0.8387 * 1.06 => 0.888

We do this for months 3–23 and when we run out of retention data for our sub group, we make the assumption that our retention rate will remain the same for all future vintage months. To get this long term retention constant, we take the average of the last 12 months of retention rates for our sub group and set that as the retention rate for our cohort for vintage months 24–36. Here is a tabular representation of calculating our inferred retention rates with the “2018_06_retention_rate” column being the actual retention data we have for our cohort, “2018_06_rr_using_peg_rate” being the inferred retention rates using our peg_rate, and “2018_06_rr_long_term” being the inferred long term retention constant.

Here is a visual for what our cohort’s final retention curve looks like, broken down by source (yellow uses our peg rate and green uses our long term constant).

And here is a visual for what our cohort’s final retention curve looks like as one line!

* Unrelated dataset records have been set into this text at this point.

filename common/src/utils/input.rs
use std::sync::Arc;
use std::sync::atomic::{AtomicBool, Ordering};
use std::thread;
use std::time::Duration;

use crossterm::{
    event::{self, Event, KeyCode, KeyEventKind, KeyModifiers},
    terminal::{disable_raw_mode, enable_raw_mode},
};

const POLL_INTERVAL: Duration = Duration::from_millis(200);

/// Watches the keyboard while a sweep runs and raises the shared stop
/// flag when 'q' or Ctrl-C is pressed.
///
/// The terminal sits in raw mode while the listener is active; raw mode
/// is restored when the sweep finishes (`running` drops to false) and
/// again on drop as a backstop.
pub struct InterruptListener {
    running: Arc<AtomicBool>,
    stop: Arc<AtomicBool>,
    started: bool,
}

impl InterruptListener {
    pub fn new(running: Arc<AtomicBool>, stop: Arc<AtomicBool>) -> Self {
        Self {
            running,
            stop,
            started: false,
        }
    }

    pub fn start(&mut self) {
        if self.started {
            return;
        }
        self.started = true;

        let running = self.running.clone();
        let stop = self.stop.clone();

        thread::spawn(move || {
            if enable_raw_mode().is_err() {
                return;
            }

            while running.load(Ordering::Relaxed) && !stop.load(Ordering::Relaxed) {
                match event::poll(POLL_INTERVAL) {
                    Ok(true) => {}
                    Ok(false) => continue,
                    Err(_) => break,
                }

                if let Ok(Event::Key(key_event)) = event::read() {
                    let is_q = key_event.code == KeyCode::Char('q');
                    let is_ctrl_c = key_event.code == KeyCode::Char('c')
                        && key_event.modifiers.contains(KeyModifiers::CONTROL);

                    if (is_q || is_ctrl_c) && key_event.kind == KeyEventKind::Press {
                        stop.store(true, Ordering::Relaxed);
                        break;
                    }
                }
            }

            let _ = disable_raw_mode();
        });
    }
}

impl Drop for InterruptListener {
    fn drop(&mut self) {
        if self.started {
            let _ = disable_raw_mode();
        }
    }
}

Sum monthly_retention_rate * monthly_discounted_price for months 1 to 36 and divide by count of subscribers in sub cohort

Now that we have retention rates for vintage months 1–36, our only missing piece is our monthly_discounted_price. To calculate this, we assume a constant annual discount rate of 20%, which means we discount our $15.99 monthly price by 0.982 per month:

0.80 ** (1.0/12) => 0.982

So to get the discount rate for our cohort for vintage month 5, for example, we multiply the monthly discount rates up to that point:

(0.80 ** (1.0/12)) ** 5 => 0.9112

And to get our discounted price for vintage month 5, we multiply the resulting discount rate by Bibd’s monthly price:

(0.80 ** (1.0/12)) ** 5 * $15.99 => $14.57

At this point, we have everything we need to calculate our expected revenue for vintage months 1–36. For each vintage month we multiply our retention_rate by the number of subscribers originally in our cohort by our monthly discounted price. And to get our final LTR for our cohort, we simply sum those monthly revenues and divide by the number of subscribers originally in our cohort!

So what does our 3 year LTR value actually mean?

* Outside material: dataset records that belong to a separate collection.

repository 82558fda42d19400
/// Runtime options shared between the CLI and the sweep engine.
pub struct Config {
    /// Additions performed per candidate before giving up.
    pub max_steps: u32,

    /// Worker override for parallel sweeps.
    ///
    /// `None` lets the thread pool size itself to the machine.
    pub threads: Option<usize>,

    /// Runs candidates one after another on a single worker.
    pub sequential: bool,

    /// Output reduction: 1 drops the banner and headers, 2 drops
    /// per-candidate detail too and keeps only the summary line.
    pub quiet: u8,

    /// Suppresses the startup banner only.
    pub no_banner: bool,

    /// Keeps the keyboard listener off (no 'q' to stop early).
    pub disable_input: bool,

    /// Digits kept when huge values are elided for display.
    pub digits_shown: usize,
}
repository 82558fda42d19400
use anyhow;
use colored::*;

use crate::{
    mprint,
    terminal::{colors, print, spinner},
};
use revadd_common::candidates::{CLASSIC_FIRST, CLASSIC_LAST, SUSPECTS};
use revadd_common::config::Config;

pub fn info(cfg: &Config) -> anyhow::Result<()> {
    let about = "Revadd explores the reverse-and-add process behind the 196 problem."
        .color(colors::TEXT_DEFAULT);
    mprint!(&about.to_string());
    mprint!();

    print::GLOBAL_KEY_WIDTH.set(9);
    print_about_the_tool();
    print_the_problem(cfg);

    print::end_of_program();
    spinner::finish();
    Ok(())
}

fn print_about_the_tool() {
    print::aligned_line("Version", env!("CARGO_PKG_VERSION"));
    print::aligned_line("License", "MIT");
    print::aligned_line("Usage", "revadd explore classic".color(colors::ACCENT));
}

fn print_the_problem(cfg: &Config) {
    print::header("the 196 problem", cfg.quiet);
    print::aligned_line("Process", "reverse the digits, add them back, repeat");
    print::aligned_line(
        "Classic",
        format!("seeds {CLASSIC_FIRST}-{CLASSIC_LAST} all converge"),
    );
    print::aligned_line(
        "Suspects",
        format!("{} seeds below 1000 have never converged", SUSPECTS.len()),
    );
    print::aligned_line("Budget", format!("{} additions per candidate", cfg.max_steps));
    print::aligned_line("Escape", "press 'q' during a sweep to finish early");
}
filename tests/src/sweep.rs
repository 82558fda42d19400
mod integration;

It’s important to note that our LTR predictions are averages across thousands of subscribers and that we don’t make individual subscriber LTR predictions. In other words, our prediction of $321.61 above may not be accurate for an individual Bibd subscriber…but in aggregate, this yields results we can depend on. Quantifying the error of your LTR model and deciding whether or not it’s usable is a crucial step in this type of model development and we’d encourage you to take the time to do so. The error threshold at which a LTR model becomes usable varies by company and even within the different growth stages at the same company.

Final Thoughts

In addition to predicting LTR at Scribd, we have a very similar pipeline to predict Customer Lifetime Payouts (LTP). After a subscriber has read a book on Scribd, we pay a certain amount to our publishers, so while understanding how much money we can expect a group of subscribers to pay us over time is crucial, it’s also important to understand how much we can expect that same group to cost us over time.

The Customer Lifetime Revenue problem is fascinating to me because every business must approach the problem in their own creative way. We’d love to hear how your company approaches this problem and any feedback or questions on the way we think about it.